Se correr o bicho pega. Se ficar o bicho come!
A construção de um presídio no município de Ceará-Mirim está gerando polemica. O projeto está aprovado. Os recursos de R$ 17,8 milhões alocados e o estado precisando alojar os presidiários. O novo presídio vai criar 600 novas vagas para o sistema prisional.
Entretanto, há várias pedras no meio do caminho.
A população diz que não quer, mas o governo tem urgência na construção da obra. Visando buscar solução os deputados entraram na discussão.
"A construção em Ceará-Mirim seria um erro para o estado. Tem que ser construído em região inóspita, e não em área com potencial turístico e com terreno arenoso. os cidadãos de Ceará-Mirim não querem, não precisam e não merecem esse presente de grego", disse Gustavo Fernandes, sugerindo que se leve em consideração a proposta de construir a unidade prisional na fronteira do estado, viabilizando uma gestão compartilhada com outra unidade da federação.

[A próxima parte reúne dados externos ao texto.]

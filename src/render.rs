use handlebars::{Handlebars, RenderError};
use serde::Serialize;

use crate::cell::DenseGridCell;
use crate::color::{DEFAULT_BACKGROUND, DEFAULT_FONT, convert_color, is_bold};
use crate::daterange::DateRange;
use crate::export::export_file_name;
use crate::grid::Grid;
use crate::payload::ReportMeta;

const REPORT_TEMPLATE: &str = include_str!("./static/report.hbs");

/// One `<td>` of the result table.
#[derive(Clone, Serialize, Debug, PartialEq)]
pub struct TableCell {
    pub rowspan: u32,
    pub colspan: u32,
    pub style: String,
    pub text: String,
}

impl TableCell {
    fn from_slot(slot: Option<&DenseGridCell>) -> Self {
        let background = slot
            .and_then(|c| convert_color(c.bg_color.as_deref()))
            .unwrap_or_else(|| DEFAULT_BACKGROUND.to_string());
        let color = slot
            .and_then(|c| convert_color(c.font_color.as_deref()))
            .unwrap_or_else(|| DEFAULT_FONT.to_string());
        let weight = if slot.is_some_and(|c| is_bold(c.font_style.as_deref())) {
            "bold"
        } else {
            "normal"
        };

        TableCell {
            rowspan: slot.map_or(1, |c| c.rowspan),
            colspan: slot.map_or(1, |c| c.colspan),
            style: format!(
                "background-color: {}; color: {}; font-weight: {}; text-align: center; \
                 padding: 12px 14px; border: 1px solid #e5e7eb; font-size: 15px; white-space: nowrap",
                background, color, weight
            ),
            text: slot.map(DenseGridCell::display_value).unwrap_or_default(),
        }
    }
}

/// Table rows for the result page. Covered positions are left out entirely;
/// positions nobody claimed become empty cells.
pub fn render_table(grid: &Grid) -> Vec<Vec<TableCell>> {
    grid.rows
        .iter()
        .map(|row| {
            row.iter()
                .filter(|slot| !matches!(slot, Some(cell) if cell.skip))
                .map(|slot| TableCell::from_slot(slot.as_ref()))
                .collect()
        })
        .collect()
}

#[derive(Serialize)]
pub struct ReportPage<'a> {
    heading: &'a str,
    subtitle: String,
    export_url: &'a str,
    file_name: String,
    rows: Vec<Vec<TableCell>>,
}

impl<'a> ReportPage<'a> {
    pub fn new(meta: &'a ReportMeta, range: &DateRange, grid: &Grid, export_url: &'a str) -> Self {
        ReportPage {
            heading: meta.heading(),
            subtitle: format!("{} • {}", meta.report_type.as_deref().unwrap_or_default(), range.label()),
            export_url,
            file_name: export_file_name(meta.export_title()),
            rows: render_table(grid),
        }
    }

    pub fn render(&self) -> Result<String, RenderError> {
        let mut registry = Handlebars::new();
        registry.register_template_string("report", REPORT_TEMPLATE)?;
        registry.render("report", self)
    }
}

Também participando do debate, o presidente da Assembleia Legislativa, Ezequiel Ferreira (PMDB) defendeu que governo, deputados, prefeitos e sociedade civil ampliem o debate para que o déficit de vagas seja amenizado.
"São 3.800 vagas que o estado precisa criar urgentemente e temos que analisar como isso será viabilizado"!, argumentou.
O secretário de Justiça e Cidadania, Edílson França, explicou que o prazo para o início das obras é o fim de junho e que não há tempo hábil para a viabilização de outro destino para o presídio.